[Stored items]

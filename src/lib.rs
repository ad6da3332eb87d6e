//! Generation, formatting, and parsing of RFC9562 UUID version 4 and version 7
//!
//! ```rust
//! let uuid = uuid47::uuid7()?;
//! println!("{uuid}"); // e.g., "01809424-3e59-7c05-9219-566f82fff672"
//! println!("{:?}", uuid.as_bytes()); // as 16-byte big-endian array
//!
//! let uuid = uuid47::uuid4()?;
//! println!("{}", uuid.encode_urn()); // e.g., "urn:uuid:2ca4b2ce-6c13-40d4-bccf-37d222820f6f"
//!
//! let parsed: uuid47::Uuid = "urn:uuid:53bfe550-4165-4f81-a8e7-c2609579ccc0".parse()?;
//! assert_eq!(parsed.to_string(), "53bfe550-4165-4f81-a8e7-c2609579ccc0");
//! # Ok::<(), uuid47::Error>(())
//! ```
//!
//! See [RFC 9562](https://www.rfc-editor.org/rfc/rfc9562.html).
//!
//! # Field and bit layout
//!
//! UUIDv7 identifiers produced by this library have the following bit layout:
//!
//! ```text
//!  0                   1                   2                   3
//!  0 1 2 3 4 5 6 7 8 9 0 1 2 3 4 5 6 7 8 9 0 1 2 3 4 5 6 7 8 9 0 1
//! +-+-+-+-+-+-+-+-+-+-+-+-+-+-+-+-+-+-+-+-+-+-+-+-+-+-+-+-+-+-+-+-+
//! |                          unix_ts_ms                           |
//! +-+-+-+-+-+-+-+-+-+-+-+-+-+-+-+-+-+-+-+-+-+-+-+-+-+-+-+-+-+-+-+-+
//! |          unix_ts_ms           |  ver  |        rand_a         |
//! +-+-+-+-+-+-+-+-+-+-+-+-+-+-+-+-+-+-+-+-+-+-+-+-+-+-+-+-+-+-+-+-+
//! |var|                        rand_b                             |
//! +-+-+-+-+-+-+-+-+-+-+-+-+-+-+-+-+-+-+-+-+-+-+-+-+-+-+-+-+-+-+-+-+
//! |                            rand_b                             |
//! +-+-+-+-+-+-+-+-+-+-+-+-+-+-+-+-+-+-+-+-+-+-+-+-+-+-+-+-+-+-+-+-+
//! ```
//!
//! Where:
//!
//! - The 48-bit `unix_ts_ms` field is dedicated to the Unix timestamp in
//!   milliseconds, most significant byte first.
//! - The 4-bit `ver` field is set at `0111`.
//! - The 12-bit `rand_a` field holds the elapsed fraction of the current millisecond,
//!   `sub_ms_nanos * 4096 / 1_000_000`, so that UUIDs generated within the same
//!   millisecond keep their creation order.
//! - The 2-bit `var` field is set at `10`.
//! - The remaining 62 `rand_b` bits are filled with a cryptographically strong random
//!   number.
//!
//! No state is shared between calls. If the system clock moves backwards, so do the
//! timestamps of subsequently generated UUIDs.
//!
//! UUIDv4 identifiers consist of 122 random bits besides the `ver` field set at
//! `0100` and the `var` field set at `10`.
//!
//! # Textual representations
//!
//! [`Uuid`] displays as the 8-4-4-4-12 lowercase hexadecimal string. The parser accepts
//! that form, the 32-digit form without hyphens, and the `urn:uuid:` prefixed form, all
//! with case-insensitive hex digits, and only admits version 4 and 7 UUIDs of the `10`
//! variant.
//!
//! # Crate features
//!
//! Default features:
//!
//! - `std` enables the system clock, the [`uuid4()`] and [`uuid7()`] entry points, and
//!   conversions to and from `String`. Without it, the crate is `no_std` and callers
//!   supply their own [`generator::TimeSource`].
//!
//! Optional features:
//!
//! - `serde` enables serialization and deserialization of [`Uuid`] via serde. The
//!   empty string and null deserialize to [`Uuid::NIL`].
//! - `uuid` enables conversion between [`Uuid`] and `uuid::Uuid`.

#![cfg_attr(not(feature = "std"), no_std)]
#![cfg_attr(docsrs, feature(doc_cfg))]

mod error;
pub use error::Error;

mod id;
pub use id::{Uuid, Variant};

mod layout;
mod text;

pub mod generator;
pub use generator::Generator;

mod entry;
#[cfg(feature = "std")]
pub use entry::{uuid4, uuid7};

▸ EXERCISE: Give a word-for-word restatement of every record.

▸ TASK OUTPUT:
filename src/lib.rs
repository ad6da3332eb87d6e
//! Generation, formatting, and parsing of RFC9562 UUID version 4 and version 7
//!
//! ```rust
//! let uuid = uuid47::uuid7()?;
//! println!("{uuid}"); // e.g., "01809424-3e59-7c05-9219-566f82fff672"
//! println!("{:?}", uuid.as_bytes()); // as 16-byte big-endian array
//!
//! let uuid = uuid47::uuid4()?;
//! println!("{}", uuid.encode_urn()); // e.g., "urn:uuid:2ca4b2ce-6c13-40d4-bccf-37d222820f6f"
//!
//! let parsed: uuid47::Uuid = "urn:uuid:53bfe550-4165-4f81-a8e7-c2609579ccc0".parse()?;
//! assert_eq!(parsed.to_string(), "53bfe550-4165-4f81-a8e7-c2609579ccc0");
//! # Ok::<(), uuid47::Error>(())
//! ```
//!
//! See [RFC 9562](https://www.rfc-editor.org/rfc/rfc9562.html).
//!
//! # Field and bit layout
//!
//! UUIDv7 identifiers produced by this library have the following bit layout:
//!
//! ```text
//!  0                   1                   2                   3
//!  0 1 2 3 4 5 6 7 8 9 0 1 2 3 4 5 6 7 8 9 0 1 2 3 4 5 6 7 8 9 0 1
//! +-+-+-+-+-+-+-+-+-+-+-+-+-+-+-+-+-+-+-+-+-+-+-+-+-+-+-+-+-+-+-+-+
//! |                          unix_ts_ms                           |
//! +-+-+-+-+-+-+-+-+-+-+-+-+-+-+-+-+-+-+-+-+-+-+-+-+-+-+-+-+-+-+-+-+
//! |          unix_ts_ms           |  ver  |        rand_a         |
//! +-+-+-+-+-+-+-+-+-+-+-+-+-+-+-+-+-+-+-+-+-+-+-+-+-+-+-+-+-+-+-+-+
//! |var|                        rand_b                             |
//! +-+-+-+-+-+-+-+-+-+-+-+-+-+-+-+-+-+-+-+-+-+-+-+-+-+-+-+-+-+-+-+-+
//! |                            rand_b                             |
//! +-+-+-+-+-+-+-+-+-+-+-+-+-+-+-+-+-+-+-+-+-+-+-+-+-+-+-+-+-+-+-+-+
//! ```
//!
//! Where:
//!
//! - The 48-bit `unix_ts_ms` field is dedicated to the Unix timestamp in
//!   milliseconds, most significant byte first.
//! - The 4-bit `ver` field is set at `0111`.
//! - The 12-bit `rand_a` field holds the elapsed fraction of the current millisecond,
//!   `sub_ms_nanos * 4096 / 1_000_000`, so that UUIDs generated within the same
//!   millisecond keep their creation order.
//! - The 2-bit `var` field is set at `10`.
//! - The remaining 62 `rand_b` bits are filled with a cryptographically strong random
//!   number.
//!
//! No state is shared between calls. If the system clock moves backwards, so do the
//! timestamps of subsequently generated UUIDs.
//!
//! UUIDv4 identifiers consist of 122 random bits besides the `ver` field set at
//! `0100` and the `var` field set at `10`.
//!
//! # Textual representations
//!
//! [`Uuid`] displays as the 8-4-4-4-12 lowercase hexadecimal string. The parser accepts
//! that form, the 32-digit form without hyphens, and the `urn:uuid:` prefixed form, all
//! with case-insensitive hex digits, and only admits version 4 and 7 UUIDs of the `10`
//! variant.
//!
//! # Crate features
//!
//! Default features:
//!
//! - `std` enables the system clock, the [`uuid4()`] and [`uuid7()`] entry points, and
//!   conversions to and from `String`. Without it, the crate is `no_std` and callers
//!   supply their own [`generator::TimeSource`].
//!
//! Optional features:
//!
//! - `serde` enables serialization and deserialization of [`Uuid`] via serde. The
//!   empty string and null deserialize to [`Uuid::NIL`].
//! - `uuid` enables conversion between [`Uuid`] and `uuid::Uuid`.

#![cfg_attr(not(feature = "std"), no_std)]
#![cfg_attr(docsrs, feature(doc_cfg))]

mod error;
pub use error::Error;

mod id;
pub use id::{Uuid, Variant};

mod layout;
mod text;

pub mod generator;
pub use generator::Generator;

mod entry;
#[cfg(feature = "std")]
pub use entry::{uuid4, uuid7};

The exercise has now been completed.